All of a sudden Assembly Member Glick is using her campaign funds to pay unusually large Amex bills, and when the campaign finance report asks for the purpose, she (improperly in my opinion) writes “other” offering no detail. How much are we talking about? Here are the numbers through the end of June for 2015:

 

$1270 in January;

$668 in March;

$1495 in April;

$1151 in May;

$1354 in June

 

Nearly $6000 in unexplained Amex payments over a six-month period. So the money comes in from Joy Tomchin, and the professional association PACs, and goes out through Deborah Glick’s Amex card, to pay for ??

I, for one, would like some answers. I would like to know whether Deborah Glick will return what might be internet gambling proceeds to Joy Tomchin, so as to avoid even the appearance of impropriety.

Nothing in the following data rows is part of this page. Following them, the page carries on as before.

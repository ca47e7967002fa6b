//! JSON configuration file for the logger daemon.

use std::fs;
use std::path::Path;

use log::{info, warn};
use serde::{Deserialize, Serialize};

#[derive(Debug, Clone, Serialize, Deserialize)]
pub struct Config {
    /// Bluetooth address of the ELM327 adapter.
    #[serde(default = "default_adapter_mac")]
    pub adapter_mac: String,
    /// host:port of the SPP bridge carrying the adapter's serial channel.
    #[serde(default = "default_bridge_addr")]
    pub bridge_addr: String,
    /// Time between RPM polls; zero or negative selects the default 1000 ms.
    #[serde(default = "default_poll_interval_ms")]
    pub poll_interval_ms: i64,
    /// Destination file for decoded samples, one JSON object per line.
    #[serde(default = "default_sample_log")]
    pub sample_log: String,
    /// Budget for opening the bridge connection.
    #[serde(default = "default_connect_timeout_ms")]
    pub connect_timeout_ms: u64,
}

fn default_adapter_mac() -> String {
    "00:1D:A5:68:98:8B".to_string()
}

fn default_bridge_addr() -> String {
    "127.0.0.1:35000".to_string()
}

const fn default_poll_interval_ms() -> i64 {
    1000
}

fn default_sample_log() -> String {
    "logs/rpm-log.jsonl".to_string()
}

const fn default_connect_timeout_ms() -> u64 {
    5000
}

impl Default for Config {
    fn default() -> Self {
        Self {
            adapter_mac: default_adapter_mac(),
            bridge_addr: default_bridge_addr(),
            poll_interval_ms: default_poll_interval_ms(),
            sample_log: default_sample_log(),
            connect_timeout_ms: default_connect_timeout_ms(),
        }
    }
}

impl Config {
    /// Load from `path`, falling back to defaults when the file is missing
    /// or malformed. Never fails; the daemon must come up regardless.
    pub fn load_or_default(path: &Path) -> Self {
        match fs::read_to_string(path) {
            Ok(contents) => match serde_json::from_str(&contents) {
                Ok(config) => {
                    info!("loaded configuration from {}", path.display());
                    config
                }
                Err(e) => {
                    warn!(
                        "invalid configuration in {}: {e}, using defaults",
                        path.display()
                    );
                    Self::default()
                }
            },
            Err(e) => {
                warn!(
                    "could not read configuration {}: {e}, using defaults",
                    path.display()
                );
                Self::default()
            }
        }
    }
}

#[cfg(test)]
mod tests {
    use super::*;

    #[test]
    fn test_missing_fields_take_defaults() {
        let config: Config =
            serde_json::from_str(r#"{"adapter_mac":"AA:BB:CC:DD:EE:FF"}"#).unwrap();
        assert_eq!(config.adapter_mac, "AA:BB:CC:DD:EE:FF");
        assert_eq!(config.bridge_addr, "127.0.0.1:35000");
        assert_eq!(config.poll_interval_ms, 1000);
        assert_eq!(config.sample_log, "logs/rpm-log.jsonl");
    }

    #[test]
    fn test_load_missing_file_is_default() {
        let config = Config::load_or_default(Path::new("/nonexistent/obdlog.json"));
        assert_eq!(config.adapter_mac, default_adapter_mac());
    }

    #[test]
    fn test_round_trips_through_json() {
        let config = Config::default();
        let json = serde_json::to_string(&config).unwrap();
        let back: Config = serde_json::from_str(&json).unwrap();
        assert_eq!(back.bridge_addr, config.bridge_addr);
        assert_eq!(back.poll_interval_ms, config.poll_interval_ms);
    }
}
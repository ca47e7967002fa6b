//! Bluetooth Classic device addresses.

use std::fmt;
use std::str::FromStr;

use crate::error::ObdError;

/// Six-byte Bluetooth device address, parsed from the usual
/// `AA:BB:CC:DD:EE:FF` notation.
#[derive(Debug, Clone, Copy, PartialEq, Eq, Hash)]
pub struct BdAddr(pub [u8; 6]);

impl BdAddr {
    #[must_use]
    pub const fn as_bytes(&self) -> &[u8; 6] {
        &self.0
    }
}

impl FromStr for BdAddr {
    type Err = ObdError;

    fn from_str(s: &str) -> Result<Self, Self::Err> {
        let mut bytes = [0u8; 6];
        let mut groups = 0;
        for (i, group) in s.split(':').enumerate() {
            if i >= 6 || group.len() != 2 {
                return Err(ObdError::InvalidArgument(format!(
                    "invalid adapter address {s:?}"
                )));
            }
            bytes[i] = u8::from_str_radix(group, 16).map_err(|_| {
                ObdError::InvalidArgument(format!("invalid adapter address {s:?}"))
            })?;
            groups = i + 1;
        }
        if groups != 6 {
            return Err(ObdError::InvalidArgument(format!(
                "invalid adapter address {s:?}"
            )));
        }
        Ok(Self(bytes))
    }
}

impl fmt::Display for BdAddr {
    fn fmt(&self, f: &mut fmt::Formatter<'_>) -> fmt::Result {
        let b = &self.0;
        write!(
            f,
            "{:02X}:{:02X}:{:02X}:{:02X}:{:02X}:{:02X}",
            b[0], b[1], b[2], b[3], b[4], b[5]
        )
    }
}
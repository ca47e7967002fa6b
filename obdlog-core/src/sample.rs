//! Decoded telemetry samples and the storage sink they are handed to.

use std::time::{SystemTime, UNIX_EPOCH};

use serde::{Deserialize, Serialize};

/// One decoded engine-RPM reading. Ephemeral: handed to the sink and
/// dropped, never retained by the engine.
#[derive(Debug, Clone, Copy, PartialEq, Eq, Serialize, Deserialize)]
pub struct RpmSample {
    /// Unix time of the decode, milliseconds.
    pub ts: u64,
    pub rpm: u32,
}

impl RpmSample {
    /// Sample stamped with the current wall-clock time.
    #[must_use]
    pub fn now(rpm: u32) -> Self {
        let ts = SystemTime::now()
            .duration_since(UNIX_EPOCH)
            .map(|d| u64::try_from(d.as_millis()).unwrap_or(u64::MAX))
            .unwrap_or(0);
        Self { ts, rpm }
    }
}

/// Append-only durable destination for decoded samples.
///
/// Best-effort: the polling loop logs append failures and keeps going.
pub trait SampleSink {
    fn append(&mut self, sample: &RpmSample) -> std::io::Result<()>;
}

/// In-memory sink for tests and dry runs.
#[derive(Debug, Default)]
pub struct VecSink(pub Vec<RpmSample>);

impl SampleSink for VecSink {
    fn append(&mut self, sample: &RpmSample) -> std::io::Result<()> {
        self.0.push(*sample);
        Ok(())
    }
}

I would like to know why the Assembly Member takes money from the professional groups whose licenses her committee is supposed to oversee. Now that we all know, will she return that money? And finally, I would like to know what her $1000 plus Amex bills are about, and how much of the professional PAC money is finding its way into perks for the Assembly member?

Again, Assembly Member Glick, I invite you to respond right here in WestView.


 

Arthur Z. Schwartz is the Male Democratic District Leader for Greenwich Village, and is considering a run for Assembly against Deborah Glick. The opinions in this article are those of Arthur Schwartz and in no way reflect the opinions of the of WestView News.